Basic Required UNIX Skills?
xirlosan writes "I'd like to get a job working in a UNIX environment, be it programming or administrating UNIX machines. My question is this: What skills are absolutly 'must haves' and what other skills are attractive to employers when looking for a job in this field? I have my BS in Computer Science and have a fair amount of experience with Linux and Solaris, so I'm interested in what more I need. I looked for jobs at Monster, and there are so many skills the recommend it's hard to figure out what the most critical are. Any help would be certainly appreciated."
You might want to check out the Unix module to the SAGE certification. The cert was put together by sysadmins, and the junior level test is a good overview of the skills you'd need.
.@.
If you want to be a Linux / Unix system administrator, you first have to understand the vagueness of the term. An "administrator" is just someone who "administrates". You can either be behind a bleeding edge distributed system running on a huge server room crammed full of racked blades or you can get an easy job at a small company with 2 or 3 athlons that mostly take care of themselves. Any half-baked MCSE could do that.
/etc files and such things as the SNMP protocol, MIBs, and of course the latest, most buzzword-compliant, administration-facilitating apps...
You can have all kinds of sysadmins, really, but being a good one requires a lot more knowledge than just the OS. Of course as a junior admin you'll prolly be handling monkey-work such as backing up stuff to tapes or even CDs and other tedious tasks the real admins dont want to do. You will deal with the lusers whose mail proggy is misconfigured or whose caps lock was left on so that now they can't get in their PC.
But as you progress in your career, you better get yourself familiarized with all the little
You need to understand that you are a handyman.

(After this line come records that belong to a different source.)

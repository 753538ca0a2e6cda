#![allow(dead_code)]

use cupid::aspects::AspectCalculator;
use cupid::ephemeris::{split_longitude, Body, RawPosition};
use cupid::NatalChart;

/// Longitudes for the bodies not under test; spread out so they stay valid.
const FILLER: [f64; 10] = [5.0, 40.0, 75.0, 110.0, 145.0, 200.0, 235.0, 270.0, 305.0, 340.0];

pub struct KeyPlacements {
    pub sun: f64,
    pub moon: f64,
    pub venus: f64,
    pub mars: f64,
    pub ascendant: f64,
}

pub fn raw(body: Body, longitude: f64, is_retrograde: bool) -> RawPosition {
    let (sign, degree_in_sign) = split_longitude(longitude);
    RawPosition {
        body,
        longitude,
        sign,
        degree_in_sign,
        is_retrograde,
    }
}

pub fn chart_from(p: &KeyPlacements) -> NatalChart {
    let raws: Vec<RawPosition> = Body::ALL
        .iter()
        .map(|&body| {
            let lon = match body {
                Body::Sun => p.sun,
                Body::Moon => p.moon,
                Body::Venus => p.venus,
                Body::Mars => p.mars,
                other => FILLER[other as usize],
            };
            raw(body, lon, false)
        })
        .collect();
    NatalChart::from_raw(2_451_545.0, &raws, p.ascendant, 90.0, &AspectCalculator::new())
        .expect("valid test chart")
}
use serde::{Deserialize, Serialize};
use std::fmt;

/// Number of degrees spanned by one zodiac sign.
pub const SIGN_WIDTH: f64 = 30.0;

/// The ten modelled celestial bodies, in chart enumeration order.
#[derive(Debug, Clone, Copy, PartialEq, Eq, PartialOrd, Ord, Hash, Serialize, Deserialize)]
#[serde(rename_all = "lowercase")]
pub enum Body {
    Sun,
    Moon,
    Mercury,
    Venus,
    Mars,
    Jupiter,
    Saturn,
    Uranus,
    Neptune,
    Pluto,
}

impl Body {
    pub const ALL: [Body; 10] = [
        Body::Sun,
        Body::Moon,
        Body::Mercury,
        Body::Venus,
        Body::Mars,
        Body::Jupiter,
        Body::Saturn,
        Body::Uranus,
        Body::Neptune,
        Body::Pluto,
    ];

    pub fn as_str(&self) -> &'static str {
        match self {
            Body::Sun => "sun",
            Body::Moon => "moon",
            Body::Mercury => "mercury",
            Body::Venus => "venus",
            Body::Mars => "mars",
            Body::Jupiter => "jupiter",
            Body::Saturn => "saturn",
            Body::Uranus => "uranus",
            Body::Neptune => "neptune",
            Body::Pluto => "pluto",
        }
    }

    /// Sun and moon are never flagged retrograde.
    pub fn is_luminary(&self) -> bool {
        matches!(self, Body::Sun | Body::Moon)
    }
}

impl fmt::Display for Body {
    fn fmt(&self, f: &mut fmt::Formatter<'_>) -> fmt::Result {
        f.write_str(self.as_str())
    }
}

#[derive(Debug, Clone, Copy, PartialEq, Eq, PartialOrd, Ord, Hash, Serialize, Deserialize)]
#[serde(rename_all = "lowercase")]
pub enum ZodiacSign {
    Aries,
    Taurus,
    Gemini,
    Cancer,
    Leo,
    Virgo,
    Libra,
    Scorpio,
    Sagittarius,
    Capricorn,
    Aquarius,
    Pisces,
}

impl ZodiacSign {
    pub const ALL: [ZodiacSign; 12] = [
        ZodiacSign::Aries,
        ZodiacSign::Taurus,
        ZodiacSign::Gemini,
        ZodiacSign::Cancer,
        ZodiacSign::Leo,
        ZodiacSign::Virgo,
        ZodiacSign::Libra,
        ZodiacSign::Scorpio,
        ZodiacSign::Sagittarius,
        ZodiacSign::Capricorn,
        ZodiacSign::Aquarius,
        ZodiacSign::Pisces,
    ];

    /// Sign index 0 (aries) .. 11 (pisces); wraps modulo 12.
    pub fn from_index(index: usize) -> ZodiacSign {
        Self::ALL[index % 12]
    }

    pub fn index(&self) -> usize {
        *self as usize
    }

    pub fn as_str(&self) -> &'static str {
        match self {
            ZodiacSign::Aries => "aries",
            ZodiacSign::Taurus => "taurus",
            ZodiacSign::Gemini => "gemini",
            ZodiacSign::Cancer => "cancer",
            ZodiacSign::Leo => "leo",
            ZodiacSign::Virgo => "virgo",
            ZodiacSign::Libra => "libra",
            ZodiacSign::Scorpio => "scorpio",
            ZodiacSign::Sagittarius => "sagittarius",
            ZodiacSign::Capricorn => "capricorn",
            ZodiacSign::Aquarius => "aquarius",
            ZodiacSign::Pisces => "pisces",
        }
    }
}

impl fmt::Display for ZodiacSign {
    fn fmt(&self, f: &mut fmt::Formatter<'_>) -> fmt::Result {
        f.write_str(self.as_str())
    }
}

/// Normalize any longitude into [0, 360).
pub fn normalize_degrees(longitude: f64) -> f64 {
    let lon = longitude.rem_euclid(360.0);
    // rem_euclid can round up to exactly 360.0 for tiny negative inputs
    if lon >= 360.0 {
        0.0
    } else {
        lon
    }
}

/// Split an absolute longitude into its sign and degree within that sign.
pub fn split_longitude(longitude: f64) -> (ZodiacSign, f64) {
    let lon = normalize_degrees(longitude);
    let sign_index = (lon / SIGN_WIDTH).floor() as usize;
    let degree_in_sign = lon - sign_index as f64 * SIGN_WIDTH;
    // Guard the [0, 30) bound against floating error at sign boundaries
    if degree_in_sign >= SIGN_WIDTH {
        (ZodiacSign::from_index(sign_index + 1), 0.0)
    } else {
        (ZodiacSign::from_index(sign_index), degree_in_sign.max(0.0))
    }
}

/// An approximated ecliptic position before any house is known.
#[derive(Debug, Clone, Copy, PartialEq, Serialize, Deserialize)]
pub struct RawPosition {
    pub body: Body,
    /// Longitude in degrees (0-360)
    pub longitude: f64,
    pub sign: ZodiacSign,
    #[serde(rename = "degreeInSign")]
    pub degree_in_sign: f64,
    #[serde(rename = "isRetrograde")]
    pub is_retrograde: bool,
}

/// A fully placed position: body or angle, with its house.
#[derive(Debug, Clone, Copy, PartialEq, Serialize, Deserialize)]
pub struct BodyPosition {
    pub longitude: f64,
    pub sign: ZodiacSign,
    #[serde(rename = "degreeInSign")]
    pub degree_in_sign: f64,
    #[serde(rename = "houseNumber")]
    pub house_number: u8,
    #[serde(rename = "isRetrograde")]
    pub is_retrograde: bool,
}

/// Angles share the body position shape; they never retrograde.
pub type Angle = BodyPosition;

impl BodyPosition {
    pub fn from_raw(raw: &RawPosition, house_number: u8) -> Self {
        Self {
            longitude: raw.longitude,
            sign: raw.sign,
            degree_in_sign: raw.degree_in_sign,
            house_number,
            is_retrograde: raw.is_retrograde,
        }
    }

    pub fn angle(longitude: f64, house_number: u8) -> Angle {
        let longitude = normalize_degrees(longitude);
        let (sign, degree_in_sign) = split_longitude(longitude);
        Self {
            longitude,
            sign,
            degree_in_sign,
            house_number,
            is_retrograde: false,
        }
    }
}
pub mod assembler;
pub mod houses;
pub mod types;

pub use assembler::ChartAssembler;
pub use houses::{house_of, houses, House};
pub use types::{BirthData, NatalChart};
//! Sign-pair harmony lookup and the banded commentary lists.

use crate::ephemeris::types::ZodiacSign;
use crate::synastry::types::ScoreBand;
use crate::western::Element;

pub const SAME_ELEMENT: u8 = 90;
pub const COMPLEMENTARY_ELEMENTS: u8 = 75;
pub const OPPOSING_ELEMENTS: u8 = 50;

pub fn element_harmony(a: Element, b: Element) -> u8 {
    if a == b {
        SAME_ELEMENT
    } else if a.is_complementary(b) {
        COMPLEMENTARY_ELEMENTS
    } else {
        OPPOSING_ELEMENTS
    }
}

/// Harmony (0-100) between two signs, keyed on their elements. Symmetric.
pub fn sign_harmony(a: ZodiacSign, b: ZodiacSign) -> u8 {
    element_harmony(Element::of(a), Element::of(b))
}

const EXCELLENT_STRENGTHS: &[&str] = &[
    "Natural chemistry and a shared outlook",
    "Deep emotional understanding",
    "Energies that reinforce each other",
];
const EXCELLENT_CHALLENGES: &[&str] = &["Comfort can turn into taking each other for granted"];

const GOOD_STRENGTHS: &[&str] = &[
    "Balanced give and take",
    "Complementary perspectives",
];
const GOOD_CHALLENGES: &[&str] = &[
    "Different paces in showing affection",
    "Occasional friction over priorities",
];

const CHALLENGING_STRENGTHS: &[&str] = &["Plenty of room to learn from each other"];
const CHALLENGING_CHALLENGES: &[&str] = &[
    "Contrasting emotional needs",
    "Communication takes deliberate effort",
    "Clashing approaches to conflict",
];

/// Fixed strengths and challenges for a band, in display order.
pub fn commentary(band: ScoreBand) -> (&'static [&'static str], &'static [&'static str]) {
    match band {
        ScoreBand::Excellent => (EXCELLENT_STRENGTHS, EXCELLENT_CHALLENGES),
        ScoreBand::Good => (GOOD_STRENGTHS, GOOD_CHALLENGES),
        ScoreBand::Challenging => (CHALLENGING_STRENGTHS, CHALLENGING_CHALLENGES),
    }
}
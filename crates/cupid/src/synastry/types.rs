use serde::{Deserialize, Serialize};

/// Qualitative band of an overall score.
#[derive(Debug, Clone, Copy, PartialEq, Eq, Serialize, Deserialize)]
#[serde(rename_all = "lowercase")]
pub enum ScoreBand {
    /// 80 and above
    Excellent,
    /// 60-79
    Good,
    /// Below 60
    Challenging,
}

impl ScoreBand {
    pub fn from_score(overall: u8) -> Self {
        if overall >= 80 {
            ScoreBand::Excellent
        } else if overall >= 60 {
            ScoreBand::Good
        } else {
            ScoreBand::Challenging
        }
    }
}

/// Per-component sub-scores, each 0-100.
#[derive(Debug, Clone, Copy, PartialEq, Eq, Serialize, Deserialize)]
pub struct ComponentScores {
    #[serde(rename = "elementalHarmony")]
    pub elemental_harmony: u8,
    #[serde(rename = "sunMoon")]
    pub sun_moon: u8,
    #[serde(rename = "venusVenus")]
    pub venus_venus: u8,
    #[serde(rename = "marsMars")]
    pub mars_mars: u8,
    #[serde(rename = "ascendantAscendant")]
    pub ascendant_ascendant: u8,
}

#[derive(Debug, Clone, PartialEq, Eq, Serialize, Deserialize)]
pub struct CompatibilityScore {
    pub overall: u8,
    pub band: ScoreBand,
    #[serde(rename = "componentScores")]
    pub component_scores: ComponentScores,
    pub strengths: Vec<String>,
    pub challenges: Vec<String>,
}
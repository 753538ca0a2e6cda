use thiserror::Error;

/// Errors surfaced by chart assembly.
///
/// Input errors are reported as-is to the caller; there is no fallback chart.
/// `ComputationFailure` means an intermediate value broke a chart invariant,
/// which is a defect in the pipeline rather than a transient condition.
#[derive(Error, Debug, Clone, PartialEq)]
pub enum ChartError {
    #[error("Invalid birth date: {input:?}. Expected YYYY-MM-DD")]
    InvalidDate { input: String },
    #[error("Invalid birth time: {input:?}. Expected 24-hour HH:MM")]
    InvalidTime { input: String },
    #[error("Computation failed during {stage}: {message}")]
    ComputationFailure { stage: String, message: String },
}

impl ChartError {
    pub(crate) fn computation(stage: &str, message: impl Into<String>) -> Self {
        ChartError::ComputationFailure {
            stage: stage.to_string(),
            message: message.into(),
        }
    }

    /// True for malformed caller input (as opposed to an internal defect).
    pub fn is_invalid_input(&self) -> bool {
        matches!(self, ChartError::InvalidDate { .. } | ChartError::InvalidTime { .. })
    }
}
pub mod harmony;
pub mod scorer;
pub mod types;

pub use harmony::{element_harmony, sign_harmony};
pub use scorer::SynastryScorer;
pub use types::{CompatibilityScore, ComponentScores, ScoreBand};
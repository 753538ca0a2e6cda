//! Natal chart approximation and synastry scoring.
//!
//! A pure, synchronous pipeline: birth date/time → Julian Day → mean-motion
//! body longitudes and two angles → equal houses, aspects and elemental
//! balance → one immutable [`NatalChart`]. [`SynastryScorer`] compares two
//! charts. Nothing here performs I/O or keeps state between calls.

pub mod aspects;
pub mod chart;
pub mod ephemeris;
pub mod error;
pub mod settings;
pub mod synastry;
pub mod western;

pub use aspects::{Aspect, AspectCalculator, AspectKind, AspectMode};
pub use chart::{BirthData, ChartAssembler, House, NatalChart};
pub use ephemeris::{Angle, Body, BodyPosition, ZodiacSign};
pub use error::ChartError;
pub use settings::ChartSettings;
pub use synastry::{CompatibilityScore, ComponentScores, ScoreBand, SynastryScorer};
pub use western::{Element, ElementalProfile};
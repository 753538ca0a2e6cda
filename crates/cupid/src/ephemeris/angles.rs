//! Ascendant and midheaven approximations.
//!
//! Neither formula consumes geographic coordinates: the birth place is
//! accepted upstream but does not move these angles. Charts already stored
//! depend on that, so it stays until the formulas are deliberately replaced.

use crate::ephemeris::time::days_since_epoch;
use crate::ephemeris::types::{normalize_degrees, Angle, BodyPosition};
use chrono::{NaiveTime, Timelike};

pub const ASCENDANT_HOUSE: u8 = 1;
pub const MIDHEAVEN_HOUSE: u8 = 10;

const TROPICAL_YEAR_DAYS: f64 = 365.25;

/// Rising longitude: clock time scaled onto the full circle (15° per hour).
pub fn rising_longitude(clock_time: NaiveTime) -> f64 {
    let minutes = (clock_time.hour() * 60 + clock_time.minute()) as f64;
    normalize_degrees(minutes / 1440.0 * 360.0)
}

/// Culmination longitude: fraction of the year elapsed since J2000.0, scaled to 360°.
pub fn culmination_longitude(time_ref: f64) -> f64 {
    let year_fraction =
        days_since_epoch(time_ref).rem_euclid(TROPICAL_YEAR_DAYS) / TROPICAL_YEAR_DAYS;
    normalize_degrees(year_fraction * 360.0)
}

/// Ascendant; `time_ref` is unused by the current formula.
pub fn rising_angle(_time_ref: f64, clock_time: NaiveTime) -> Angle {
    BodyPosition::angle(rising_longitude(clock_time), ASCENDANT_HOUSE)
}

pub fn culmination_angle(time_ref: f64) -> Angle {
    BodyPosition::angle(culmination_longitude(time_ref), MIDHEAVEN_HOUSE)
}
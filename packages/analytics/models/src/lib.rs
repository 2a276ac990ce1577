#![cfg_attr(feature = "fail-on-warnings", deny(warnings))]
#![warn(clippy::all, clippy::pedantic, clippy::nursery, clippy::cargo)]
#![allow(clippy::multiple_crate_versions, clippy::cargo_common_metadata)]

//! Filter selections and aggregate result types.
//!
//! These are the data contracts between the analytics engine and its
//! consumers (the HTTP API, the CLI, and the map join). They are rebuilt on
//! every filter change and never persisted.

use std::collections::BTreeSet;

use chrono::NaiveDate;
use crime_dash_crime_models::RiskLevel;
use serde::{Deserialize, Serialize};

/// Sentinel period label for a selection with no dated records.
pub const NO_DATE_LABEL: &str = "Dados sem data";

/// Inclusive, optionally open-ended date range.
#[derive(Debug, Clone, Copy, Default, PartialEq, Eq, Serialize, Deserialize)]
#[serde(rename_all = "camelCase")]
pub struct DateRange {
    /// First day included, or unbounded.
    pub start: Option<NaiveDate>,
    /// Last day included, or unbounded.
    pub end: Option<NaiveDate>,
}

impl DateRange {
    /// Creates a range from optional bounds.
    #[must_use]
    pub const fn new(start: Option<NaiveDate>, end: Option<NaiveDate>) -> Self {
        Self { start, end }
    }

    /// Whether either bound is set.
    #[must_use]
    pub const fn is_active(&self) -> bool {
        self.start.is_some() || self.end.is_some()
    }

    /// Whether a record date falls within the range.
    ///
    /// An inactive range accepts everything, including null dates. An
    /// active range never accepts a null date.
    #[must_use]
    pub fn contains(&self, date: Option<NaiveDate>) -> bool {
        if !self.is_active() {
            return true;
        }
        let Some(date) = date else {
            return false;
        };
        self.start.is_none_or(|s| date >= s) && self.end.is_none_or(|e| date <= e)
    }
}

/// The user's current filter choices.
///
/// Dimensions combine with AND. An empty set applies no filter on its
/// dimension.
#[derive(Debug, Clone, Default, PartialEq, Eq, Serialize, Deserialize)]
#[serde(rename_all = "camelCase")]
pub struct FilterSelection {
    /// Incident types to keep.
    pub naturezas: BTreeSet<String>,
    /// Neighborhood names (original casing) to keep.
    pub bairros: BTreeSet<String>,
    /// Date bounds.
    pub date_range: DateRange,
}

impl FilterSelection {
    /// Whether this selection keeps every record.
    #[must_use]
    pub fn is_unfiltered(&self) -> bool {
        self.naturezas.is_empty() && self.bairros.is_empty() && !self.date_range.is_active()
    }
}

/// Values available for each filter dimension in a table.
#[derive(Debug, Clone, Default, PartialEq, Eq, Serialize, Deserialize)]
#[serde(rename_all = "camelCase")]
pub struct FilterOptions {
    /// Sorted distinct incident types.
    pub naturezas: Vec<String>,
    /// Sorted distinct neighborhood names.
    pub bairros: Vec<String>,
    /// Earliest non-null date.
    pub min_date: Option<NaiveDate>,
    /// Latest non-null date.
    pub max_date: Option<NaiveDate>,
}

/// Incident totals for one neighborhood in the active selection.
#[derive(Debug, Clone, PartialEq, Eq, Serialize, Deserialize)]
#[serde(rename_all = "camelCase")]
pub struct NeighborhoodAggregate {
    /// Normalized join key.
    pub bairro_norm: String,
    /// Name as it appears in the incident file.
    pub bairro: String,
    /// Number of incidents.
    pub total_crimes: u64,
    /// Number of distinct incident types.
    pub tipos: u64,
    /// Risk tier relative to the other neighborhoods in the selection.
    pub risco: RiskLevel,
}

/// Incident count for one incident type.
#[derive(Debug, Clone, PartialEq, Eq, Serialize, Deserialize)]
#[serde(rename_all = "camelCase")]
pub struct CategoryCount {
    /// Incident type.
    pub natureza: String,
    /// Number of incidents.
    pub total: u64,
}

/// A time-series data point.
#[derive(Debug, Clone, PartialEq, Eq, Serialize, Deserialize)]
#[serde(rename_all = "camelCase")]
pub struct TimeSeriesPoint {
    /// Period label (`YYYY-MM`).
    pub period: String,
    /// Total incident count in this period.
    pub count: u64,
}

/// Headline numbers for the active selection.
#[derive(Debug, Clone, PartialEq, Eq, Serialize, Deserialize)]
#[serde(rename_all = "camelCase")]
pub struct DashboardSummary {
    /// Number of records.
    pub record_count: u64,
    /// `record_count` with `.` thousands separators.
    pub record_count_label: String,
    /// Number of distinct normalized neighborhoods.
    pub neighborhood_count: u64,
    /// `"YYYY-MM-DD a YYYY-MM-DD"` or [`NO_DATE_LABEL`].
    pub period_label: String,
}

/// How many entries the ranked charts show.
#[derive(Debug, Clone, Copy, PartialEq, Eq, Serialize, Deserialize)]
#[serde(default)]
pub struct ViewLimits {
    /// Neighborhoods in the top-neighborhoods bar chart.
    pub top_neighborhoods: usize,
    /// Incident types in the by-type bar chart.
    pub top_types: usize,
}

impl Default for ViewLimits {
    fn default() -> Self {
        Self {
            top_neighborhoods: 15,
            top_types: 20,
        }
    }
}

You will be expected to know and do a bit of everything, and to "think outside the box". Even as a Unix admin you will probably need to be skilled in the inner workings of Microsoft software. Most networks are hybrid: The lusers all have MS crapware and Unix will be confined to the servers.
Solid knowledge of computer networks is a major plus. You need to know how to set up a network, both at the hardware and software level. Bridges, routers, switches, cabling, the works.
You need to know how to configure routers. Cisco routers are very popular, and books on them are easy to find. Knowledge of routing protocols is a big plus.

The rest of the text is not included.